Supplied data
● ● ● ●

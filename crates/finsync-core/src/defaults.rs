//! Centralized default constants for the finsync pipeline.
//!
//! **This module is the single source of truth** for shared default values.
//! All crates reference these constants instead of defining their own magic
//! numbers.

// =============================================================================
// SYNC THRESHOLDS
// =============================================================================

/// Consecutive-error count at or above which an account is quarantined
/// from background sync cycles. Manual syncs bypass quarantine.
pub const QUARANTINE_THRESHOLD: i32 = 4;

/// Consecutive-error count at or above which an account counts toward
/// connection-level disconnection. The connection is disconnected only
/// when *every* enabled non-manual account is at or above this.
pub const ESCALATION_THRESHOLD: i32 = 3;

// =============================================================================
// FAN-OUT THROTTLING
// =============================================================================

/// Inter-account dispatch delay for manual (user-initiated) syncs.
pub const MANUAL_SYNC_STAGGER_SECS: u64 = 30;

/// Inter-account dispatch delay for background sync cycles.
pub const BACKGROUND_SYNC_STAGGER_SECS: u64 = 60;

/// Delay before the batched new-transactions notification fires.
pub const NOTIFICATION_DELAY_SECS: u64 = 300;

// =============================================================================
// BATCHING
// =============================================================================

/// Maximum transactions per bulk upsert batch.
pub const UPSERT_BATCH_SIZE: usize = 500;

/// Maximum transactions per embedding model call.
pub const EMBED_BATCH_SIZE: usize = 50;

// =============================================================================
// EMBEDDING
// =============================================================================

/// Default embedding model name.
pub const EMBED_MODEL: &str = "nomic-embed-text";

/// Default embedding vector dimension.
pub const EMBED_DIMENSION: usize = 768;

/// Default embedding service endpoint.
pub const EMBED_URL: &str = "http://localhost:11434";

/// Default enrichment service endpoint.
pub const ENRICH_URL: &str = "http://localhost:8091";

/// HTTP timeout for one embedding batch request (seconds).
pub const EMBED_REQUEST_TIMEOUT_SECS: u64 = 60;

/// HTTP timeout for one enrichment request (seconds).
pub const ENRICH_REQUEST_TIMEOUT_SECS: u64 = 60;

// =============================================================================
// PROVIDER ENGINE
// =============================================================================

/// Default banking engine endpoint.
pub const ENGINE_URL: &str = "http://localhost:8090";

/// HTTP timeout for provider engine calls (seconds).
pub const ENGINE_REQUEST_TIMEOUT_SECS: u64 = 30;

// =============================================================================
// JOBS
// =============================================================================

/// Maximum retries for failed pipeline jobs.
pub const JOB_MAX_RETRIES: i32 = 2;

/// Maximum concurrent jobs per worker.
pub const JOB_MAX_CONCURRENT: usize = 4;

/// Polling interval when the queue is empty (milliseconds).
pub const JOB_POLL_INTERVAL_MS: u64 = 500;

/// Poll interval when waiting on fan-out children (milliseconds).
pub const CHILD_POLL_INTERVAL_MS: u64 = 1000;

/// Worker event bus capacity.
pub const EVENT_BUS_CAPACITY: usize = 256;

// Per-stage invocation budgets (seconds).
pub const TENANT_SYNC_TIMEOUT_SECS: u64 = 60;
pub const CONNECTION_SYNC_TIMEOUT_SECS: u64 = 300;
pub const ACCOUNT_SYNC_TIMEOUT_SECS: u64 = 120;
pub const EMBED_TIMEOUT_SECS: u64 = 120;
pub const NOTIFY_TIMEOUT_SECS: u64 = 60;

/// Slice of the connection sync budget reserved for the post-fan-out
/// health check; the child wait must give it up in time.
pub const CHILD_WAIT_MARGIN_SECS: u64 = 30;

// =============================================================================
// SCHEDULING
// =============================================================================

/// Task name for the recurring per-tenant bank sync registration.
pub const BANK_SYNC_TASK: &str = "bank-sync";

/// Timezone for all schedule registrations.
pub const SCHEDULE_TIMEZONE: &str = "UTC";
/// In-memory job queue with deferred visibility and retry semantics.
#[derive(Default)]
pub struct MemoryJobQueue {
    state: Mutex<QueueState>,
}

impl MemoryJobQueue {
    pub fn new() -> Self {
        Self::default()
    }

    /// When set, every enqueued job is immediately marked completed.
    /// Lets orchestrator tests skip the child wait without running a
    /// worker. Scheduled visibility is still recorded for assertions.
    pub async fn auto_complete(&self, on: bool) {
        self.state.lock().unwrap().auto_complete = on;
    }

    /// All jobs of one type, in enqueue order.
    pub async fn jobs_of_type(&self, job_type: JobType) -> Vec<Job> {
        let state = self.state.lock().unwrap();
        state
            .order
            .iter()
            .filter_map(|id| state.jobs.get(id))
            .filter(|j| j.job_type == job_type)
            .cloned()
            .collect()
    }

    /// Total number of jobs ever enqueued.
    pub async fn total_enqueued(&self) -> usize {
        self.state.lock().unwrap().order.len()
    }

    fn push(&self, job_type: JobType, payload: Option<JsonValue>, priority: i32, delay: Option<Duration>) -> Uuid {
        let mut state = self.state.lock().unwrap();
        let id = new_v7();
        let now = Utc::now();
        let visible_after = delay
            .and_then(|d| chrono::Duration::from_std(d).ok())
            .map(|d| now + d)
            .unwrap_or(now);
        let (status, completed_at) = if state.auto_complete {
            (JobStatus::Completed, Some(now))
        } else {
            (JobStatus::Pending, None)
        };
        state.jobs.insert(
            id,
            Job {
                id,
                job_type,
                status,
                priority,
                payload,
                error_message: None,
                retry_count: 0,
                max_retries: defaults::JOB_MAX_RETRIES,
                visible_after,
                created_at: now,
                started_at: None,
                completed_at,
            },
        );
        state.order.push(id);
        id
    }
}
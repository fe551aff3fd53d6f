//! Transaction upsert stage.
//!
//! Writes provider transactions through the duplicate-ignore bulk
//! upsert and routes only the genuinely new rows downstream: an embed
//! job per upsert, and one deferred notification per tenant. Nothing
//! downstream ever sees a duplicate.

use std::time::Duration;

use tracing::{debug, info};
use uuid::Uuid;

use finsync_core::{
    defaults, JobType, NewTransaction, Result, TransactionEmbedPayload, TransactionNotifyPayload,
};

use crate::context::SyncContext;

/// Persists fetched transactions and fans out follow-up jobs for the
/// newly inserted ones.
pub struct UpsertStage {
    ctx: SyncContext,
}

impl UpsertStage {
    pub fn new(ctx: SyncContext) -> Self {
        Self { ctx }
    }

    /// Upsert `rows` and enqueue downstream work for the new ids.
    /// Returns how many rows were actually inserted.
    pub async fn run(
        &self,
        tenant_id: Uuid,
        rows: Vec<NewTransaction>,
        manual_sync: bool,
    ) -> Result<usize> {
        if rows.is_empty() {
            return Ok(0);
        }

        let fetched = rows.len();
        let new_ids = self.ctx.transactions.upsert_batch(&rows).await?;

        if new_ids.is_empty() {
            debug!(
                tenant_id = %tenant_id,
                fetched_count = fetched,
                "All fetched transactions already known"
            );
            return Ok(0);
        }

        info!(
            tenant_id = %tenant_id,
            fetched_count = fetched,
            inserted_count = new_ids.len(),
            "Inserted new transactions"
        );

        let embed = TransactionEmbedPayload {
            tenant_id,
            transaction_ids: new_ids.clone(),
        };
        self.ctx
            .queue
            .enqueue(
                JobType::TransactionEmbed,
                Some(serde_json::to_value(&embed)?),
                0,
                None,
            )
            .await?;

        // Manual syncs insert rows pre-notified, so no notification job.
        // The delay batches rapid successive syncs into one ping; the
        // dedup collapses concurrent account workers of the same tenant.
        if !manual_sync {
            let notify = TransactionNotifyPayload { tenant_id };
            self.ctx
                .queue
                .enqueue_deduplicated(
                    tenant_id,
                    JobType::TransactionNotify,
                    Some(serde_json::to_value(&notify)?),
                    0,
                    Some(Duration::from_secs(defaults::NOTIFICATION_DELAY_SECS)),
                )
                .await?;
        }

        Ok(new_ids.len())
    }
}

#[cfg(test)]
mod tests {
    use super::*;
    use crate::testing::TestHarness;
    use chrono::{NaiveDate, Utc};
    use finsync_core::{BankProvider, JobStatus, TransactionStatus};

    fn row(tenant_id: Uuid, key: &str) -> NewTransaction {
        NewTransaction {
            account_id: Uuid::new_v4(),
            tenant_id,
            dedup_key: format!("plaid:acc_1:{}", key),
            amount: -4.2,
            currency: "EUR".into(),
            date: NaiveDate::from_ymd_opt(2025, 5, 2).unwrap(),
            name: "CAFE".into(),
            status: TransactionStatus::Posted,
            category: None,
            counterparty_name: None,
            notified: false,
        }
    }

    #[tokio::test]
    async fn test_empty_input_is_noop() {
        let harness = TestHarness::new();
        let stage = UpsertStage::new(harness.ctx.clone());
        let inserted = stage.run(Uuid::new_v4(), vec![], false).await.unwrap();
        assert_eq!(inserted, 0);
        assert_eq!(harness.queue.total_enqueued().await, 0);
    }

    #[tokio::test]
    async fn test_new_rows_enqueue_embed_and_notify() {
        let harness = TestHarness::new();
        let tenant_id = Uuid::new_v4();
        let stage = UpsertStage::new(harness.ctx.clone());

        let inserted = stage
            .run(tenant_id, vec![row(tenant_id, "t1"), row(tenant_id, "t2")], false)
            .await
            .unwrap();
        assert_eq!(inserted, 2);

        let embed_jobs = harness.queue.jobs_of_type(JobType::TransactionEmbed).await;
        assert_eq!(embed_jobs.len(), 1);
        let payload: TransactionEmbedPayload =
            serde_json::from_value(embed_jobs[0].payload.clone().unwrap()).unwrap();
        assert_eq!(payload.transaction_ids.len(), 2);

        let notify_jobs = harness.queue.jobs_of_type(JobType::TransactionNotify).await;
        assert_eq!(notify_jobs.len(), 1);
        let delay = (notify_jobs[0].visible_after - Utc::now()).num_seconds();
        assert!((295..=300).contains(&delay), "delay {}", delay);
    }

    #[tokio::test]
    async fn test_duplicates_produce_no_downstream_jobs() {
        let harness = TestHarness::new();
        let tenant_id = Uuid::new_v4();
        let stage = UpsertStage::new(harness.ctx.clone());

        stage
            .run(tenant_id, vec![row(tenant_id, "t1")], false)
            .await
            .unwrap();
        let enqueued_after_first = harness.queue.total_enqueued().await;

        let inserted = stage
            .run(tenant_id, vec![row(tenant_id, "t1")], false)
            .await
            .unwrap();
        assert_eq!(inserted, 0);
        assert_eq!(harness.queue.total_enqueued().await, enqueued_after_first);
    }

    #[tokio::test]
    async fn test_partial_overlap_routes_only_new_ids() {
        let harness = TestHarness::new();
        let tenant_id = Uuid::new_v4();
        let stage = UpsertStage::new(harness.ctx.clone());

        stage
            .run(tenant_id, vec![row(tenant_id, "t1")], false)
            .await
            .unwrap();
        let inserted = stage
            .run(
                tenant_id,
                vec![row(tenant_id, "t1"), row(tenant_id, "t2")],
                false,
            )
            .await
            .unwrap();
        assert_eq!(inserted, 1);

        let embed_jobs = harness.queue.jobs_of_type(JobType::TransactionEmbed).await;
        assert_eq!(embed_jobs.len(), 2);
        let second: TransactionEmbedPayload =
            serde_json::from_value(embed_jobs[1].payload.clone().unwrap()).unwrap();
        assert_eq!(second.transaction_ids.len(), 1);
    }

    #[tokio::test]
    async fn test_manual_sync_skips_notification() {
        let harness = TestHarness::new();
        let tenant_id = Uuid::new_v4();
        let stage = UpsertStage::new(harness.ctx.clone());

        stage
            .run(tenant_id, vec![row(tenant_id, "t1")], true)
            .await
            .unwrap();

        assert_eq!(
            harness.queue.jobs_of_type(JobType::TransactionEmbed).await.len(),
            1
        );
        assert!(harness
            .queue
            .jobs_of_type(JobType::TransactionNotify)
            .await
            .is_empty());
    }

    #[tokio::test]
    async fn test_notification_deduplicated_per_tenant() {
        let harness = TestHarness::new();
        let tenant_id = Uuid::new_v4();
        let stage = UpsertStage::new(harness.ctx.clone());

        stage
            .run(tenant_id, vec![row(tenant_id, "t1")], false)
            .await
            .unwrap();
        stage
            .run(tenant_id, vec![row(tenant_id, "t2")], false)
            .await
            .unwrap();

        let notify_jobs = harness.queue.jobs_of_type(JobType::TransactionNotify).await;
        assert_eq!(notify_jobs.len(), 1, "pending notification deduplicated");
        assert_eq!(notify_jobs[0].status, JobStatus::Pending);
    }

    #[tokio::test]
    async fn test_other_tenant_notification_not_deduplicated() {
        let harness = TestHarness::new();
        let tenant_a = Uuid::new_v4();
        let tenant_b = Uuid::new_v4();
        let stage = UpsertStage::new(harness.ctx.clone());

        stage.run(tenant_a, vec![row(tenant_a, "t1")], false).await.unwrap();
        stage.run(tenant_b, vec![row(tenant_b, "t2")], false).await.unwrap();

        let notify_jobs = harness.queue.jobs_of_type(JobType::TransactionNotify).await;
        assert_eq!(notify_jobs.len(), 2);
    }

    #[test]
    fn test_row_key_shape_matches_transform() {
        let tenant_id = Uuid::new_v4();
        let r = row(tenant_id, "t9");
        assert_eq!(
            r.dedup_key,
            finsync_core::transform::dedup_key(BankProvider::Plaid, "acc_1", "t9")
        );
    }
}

● ● ● ●

Work instructions
Your task is to set down again, exactly, every line from the beginning of the listing through the line with "is disconnected only".

Response for this exercise
filename crates/finsync-core/src/defaults.rs
//! Centralized default constants for the finsync pipeline.
//!
//! **This module is the single source of truth** for shared default values.
//! All crates reference these constants instead of defining their own magic
//! numbers.

// =============================================================================
// SYNC THRESHOLDS
// =============================================================================

/// Consecutive-error count at or above which an account is quarantined
/// from background sync cycles. Manual syncs bypass quarantine.
pub const QUARANTINE_THRESHOLD: i32 = 4;

/// Consecutive-error count at or above which an account counts toward
/// connection-level disconnection. The connection is disconnected only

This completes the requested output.